Há um misterioso peregrino que nunca perdeu uma Jornada Mundial da Juventude desde que foram criadas por S. João Paulo II


A Jornada Mundial da Juventude (JMJ) é um evento de importância internacional. Este ano, na sua 32.ª edição, coloca o Panamá no centro das atenções de todo o mundo.

Jovens crentes de todas as latitudes do mundo estão reunidos no Panamá para partilhar os sonhos e valores da sua geração, para aprender com novas culturas, para crescer humana e espiritualmente, para experimentar Deus na oração e nos sacramentos e para ouvir a mensagem que o carismático Papa Francisco lhes traz.

Estes jovens que vêm de todos os cantos do planeta são chamadas peregrinos, mas há um indivíduo que não perdeu uma JMJ desde que foram criadas pelo Santo Papa João Paulo II (no ano de 1985. Naquele que havia sido declarado o Ano Internacional da Juventude, João Paulo II, redigiu em 31 de março de 1985 a Carta Apostólica Dilecti AMICI aos jovens do mundo e, mais tarde, 20 de dezembro do mesmo ano anunciou ao mundo a instituição das denominadas Jornadas Mundiais da Juventude).

A jornada deste peregrino “misterioso” – mas que certamente todos conhecem – começou há muito tempo, ainda antes da Criação do mundo. O seu nome é Jesus.

Este peregrino não vai dar nas vistas, mas é claro para todos que o melhor da JMJ é mérito todo Dele. Jesus vai estar entre a multidão. Jesus está com os jovens. Nos jovens há terreno fértil para a Sua mensagem renovadora: mais humanidade, menos consumismo, mais misericórdia, paz, aceitação uns dos outros sem rótulos e estereótipos, esperança, utopia, vida aceite, protegida e doada…

Jesus, que foi perseguido e crucificado por pensar diferente, conhece o íntimo de cada jovem peregrino: Ele sabe que a desigualdade económica, os interesses das ideologias dominantes, a política perversa e as más ações de cada dia de cada pessoa estão a destruir a humanidade e, em particular, as novas gerações, a quem as anteriores se habituaram a chamar «o futuro».

Todavia, no presente, muitíssimos jovens sofrem desde a infância o cancro da corrupção nos governos, nas instituições, nas empresas, cancro que os priva de ter uma educação de qualidade, acesso a sistemas de saúde decentes, uma vida de bem estar com dignidade: com casa, quefazer, comida, cultura, lazer…

Muitos dos jovens levam nas suas mentes desejos de mudança, ou porque eles mesmos estão a perder as suas vidas, porque buscam um ideal: a liberdade, ou porque são testemunhas de multidões privadas desse dom.

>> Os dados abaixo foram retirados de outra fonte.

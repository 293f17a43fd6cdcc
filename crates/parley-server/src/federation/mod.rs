//! Instance-to-instance trust, identity and relays.

pub mod admin;
pub mod handlers;
pub mod keys;
pub mod registry;
pub mod relay;
pub mod resolver;
pub mod tokens;
//! Admin API: federation switch, instance management, and the local action
//! surface the chat backend uses to reach remote users.
//!
//! Every route requires `Authorization: Bearer <ADMIN_TOKEN>`.

use axum::extract::{Path, Request, State};
use axum::http::HeaderMap;
use axum::middleware::{self, Next};
use axum::response::Response;
use axum::routing::{delete, get, post};
use axum::{Json, Router};
use parley_shared::protocol::{
    paths, DmRelayPayload, FriendActionPayload, InstanceSummary, ReportPayload, UserInfoRequest,
    UserInfoResponse,
};
use parley_store::{Instance, Report, User};
use serde::{Deserialize, Serialize};
use tracing::info;

use crate::config::ServerConfig;
use crate::error::ServerError;
use crate::federation::registry::{normalize_domain, summarize};
use crate::federation::relay::base_url;
use crate::state::AppState;

fn verify_admin_token(headers: &HeaderMap, config: &ServerConfig) -> Result<(), ServerError> {
    let Some(ref expected) = config.admin_token else {
        return Err(ServerError::Forbidden(
            "Admin API is disabled (no ADMIN_TOKEN configured)".into(),
        ));
    };

    let auth = headers
        .get("authorization")
        .and_then(|v| v.to_str().ok())
        .unwrap_or("");

    let token = auth.strip_prefix("Bearer ").unwrap_or(auth);

    // Constant-time comparison to prevent timing attacks on admin token.
    use subtle::ConstantTimeEq;
    let token_bytes = token.as_bytes();
    let expected_bytes = expected.as_bytes();
    if token_bytes.len() != expected_bytes.len()
        || token_bytes.ct_eq(expected_bytes).unwrap_u8() != 1
    {
        return Err(ServerError::Forbidden("Invalid admin token".into()));
    }

    Ok(())
}

async fn require_admin(
    State(state): State<AppState>,
    headers: HeaderMap,
    req: Request,
    next: Next,
) -> Result<Response, ServerError> {
    verify_admin_token(&headers, &state.config)?;
    Ok(next.run(req).await)
}

fn ensure_enabled(state: &AppState) -> Result<(), ServerError> {
    if state.registry.is_enabled()? {
        Ok(())
    } else {
        Err(ServerError::FederationDisabled)
    }
}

Jesus não tem medo de estar ali a acompanhar estes jovens, de apoiá-los e inspirá-los para denunciarem a falta de oportunidades num mundo cada vez mais egoísta – onde aqueles que têm mais poder económico oprimem aqueles que não têm nada; onde aqueles destroem o meio ambiente, provocam a migração e surgem nacionalistas com ódio que rejeitam quantos tiveram de deixar a sua terra natal, porque não há esperança, e decidem apostar as suas vidas para a encontrar.

Este peregrino misterioso – que não perdeu nenhuma das JMJ –, também chamado Filho de Deus, não quer mais discriminação, não quer mais gente deixada ou posta à margem e não quer ninguém indiferente.

O peregrino Jesus de Nazaré acompanha os peregrinos do mundo inteiro na sua caminhada, porque quer que a humanidade mude o seu modo de pensar e de agir: em uns, o consumismo; em outros, o fanatismo; em outros, o egoísmo. Os perigos do tráfico de drogas que, segundo a filosofia do dinheiro fácil, acabam com tantas vidas a cada ano, é outra questão que o "Mestre" não cessa de chamar «perversão» (desvio daquilo que é considerado bom, correto ou razoável).

Ele também sofre, porque alguns jovens não se tornam peregrinos, devido às ações de um grupo de pastores que prejudicam os princípios morais que devem governar a Igreja e preferem atacar crianças inocentes.

O peregrino Jesus está muito presente na Jornada Mundial da Juventude e, embora a sua presença seja um mistério (só é captada pelo pulsar do coração e pela sabedoria da mente), não haverá jovem que não sinta o encanto, o desafio, a santidade da sua mensagem. E voltarão mais sábios em Sagrada Escritura e mais hábeis para ter uma relação de Amigo com Deus e de fraternidade com toda a humanidade.